ACTIVITY: Could you show each line of the records that contains the word "Deserialize"?

Collected data entries

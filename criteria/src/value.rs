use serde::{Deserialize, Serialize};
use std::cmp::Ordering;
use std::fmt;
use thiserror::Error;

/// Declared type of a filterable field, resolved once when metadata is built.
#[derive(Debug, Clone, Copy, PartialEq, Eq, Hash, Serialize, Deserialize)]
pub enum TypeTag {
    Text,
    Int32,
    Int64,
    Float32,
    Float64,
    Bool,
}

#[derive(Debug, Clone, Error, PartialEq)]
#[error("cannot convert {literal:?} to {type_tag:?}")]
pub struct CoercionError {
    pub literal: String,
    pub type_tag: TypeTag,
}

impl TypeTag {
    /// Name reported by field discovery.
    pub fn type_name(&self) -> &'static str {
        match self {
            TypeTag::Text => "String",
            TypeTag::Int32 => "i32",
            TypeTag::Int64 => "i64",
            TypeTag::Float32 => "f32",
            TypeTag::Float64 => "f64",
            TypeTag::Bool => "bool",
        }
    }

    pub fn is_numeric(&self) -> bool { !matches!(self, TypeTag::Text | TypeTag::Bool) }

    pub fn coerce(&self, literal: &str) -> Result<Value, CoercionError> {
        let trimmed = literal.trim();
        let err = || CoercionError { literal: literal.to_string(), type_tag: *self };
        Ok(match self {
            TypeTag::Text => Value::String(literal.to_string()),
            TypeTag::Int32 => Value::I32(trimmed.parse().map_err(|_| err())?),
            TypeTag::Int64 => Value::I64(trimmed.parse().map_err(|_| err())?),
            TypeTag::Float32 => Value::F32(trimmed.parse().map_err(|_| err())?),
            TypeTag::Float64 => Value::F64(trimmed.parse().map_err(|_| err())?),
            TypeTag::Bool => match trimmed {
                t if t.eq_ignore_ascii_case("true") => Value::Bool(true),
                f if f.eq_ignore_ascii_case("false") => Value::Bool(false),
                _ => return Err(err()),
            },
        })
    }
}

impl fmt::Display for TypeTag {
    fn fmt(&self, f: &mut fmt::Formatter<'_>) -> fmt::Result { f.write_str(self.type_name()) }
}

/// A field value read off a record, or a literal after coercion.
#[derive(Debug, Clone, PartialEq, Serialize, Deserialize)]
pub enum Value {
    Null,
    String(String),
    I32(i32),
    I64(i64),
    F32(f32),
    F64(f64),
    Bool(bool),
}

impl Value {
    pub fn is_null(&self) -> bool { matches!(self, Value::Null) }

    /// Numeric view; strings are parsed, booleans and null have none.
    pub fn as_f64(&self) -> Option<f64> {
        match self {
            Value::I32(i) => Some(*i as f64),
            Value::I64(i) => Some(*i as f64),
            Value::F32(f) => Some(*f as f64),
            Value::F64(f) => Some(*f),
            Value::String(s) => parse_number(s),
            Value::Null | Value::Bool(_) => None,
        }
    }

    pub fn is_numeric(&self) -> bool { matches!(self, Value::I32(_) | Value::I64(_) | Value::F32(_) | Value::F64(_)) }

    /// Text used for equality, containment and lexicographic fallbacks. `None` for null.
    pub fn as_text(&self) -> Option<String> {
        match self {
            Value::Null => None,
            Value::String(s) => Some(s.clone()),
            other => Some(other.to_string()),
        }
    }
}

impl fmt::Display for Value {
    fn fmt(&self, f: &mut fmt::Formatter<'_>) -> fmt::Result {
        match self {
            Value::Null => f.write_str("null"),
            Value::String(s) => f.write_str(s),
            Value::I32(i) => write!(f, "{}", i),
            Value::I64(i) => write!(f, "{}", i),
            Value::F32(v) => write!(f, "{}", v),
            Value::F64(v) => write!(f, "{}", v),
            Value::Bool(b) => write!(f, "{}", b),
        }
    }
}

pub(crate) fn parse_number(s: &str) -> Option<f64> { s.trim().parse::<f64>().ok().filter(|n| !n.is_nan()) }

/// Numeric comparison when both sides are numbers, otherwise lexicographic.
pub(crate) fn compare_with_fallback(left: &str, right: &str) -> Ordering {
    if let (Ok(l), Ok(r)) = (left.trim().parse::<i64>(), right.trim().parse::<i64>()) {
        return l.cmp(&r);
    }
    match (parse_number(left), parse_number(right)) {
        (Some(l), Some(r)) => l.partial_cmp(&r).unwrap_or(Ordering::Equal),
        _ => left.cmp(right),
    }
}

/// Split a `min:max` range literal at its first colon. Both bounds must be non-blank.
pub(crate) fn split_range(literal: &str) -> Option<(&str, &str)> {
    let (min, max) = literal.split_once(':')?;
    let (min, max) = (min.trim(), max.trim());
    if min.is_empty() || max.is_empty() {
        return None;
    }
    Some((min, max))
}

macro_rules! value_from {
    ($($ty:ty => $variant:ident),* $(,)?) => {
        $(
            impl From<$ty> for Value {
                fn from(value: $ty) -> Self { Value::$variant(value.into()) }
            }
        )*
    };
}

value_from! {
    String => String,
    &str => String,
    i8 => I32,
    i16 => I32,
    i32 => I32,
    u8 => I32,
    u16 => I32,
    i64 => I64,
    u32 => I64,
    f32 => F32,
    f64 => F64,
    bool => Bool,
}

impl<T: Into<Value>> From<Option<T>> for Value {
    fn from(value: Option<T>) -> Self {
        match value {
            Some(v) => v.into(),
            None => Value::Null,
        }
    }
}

ANSWER SECTION:
use serde::{Deserialize, Serialize};
#[derive(Debug, Clone, Copy, PartialEq, Eq, Hash, Serialize, Deserialize)]
#[derive(Debug, Clone, PartialEq, Serialize, Deserialize)]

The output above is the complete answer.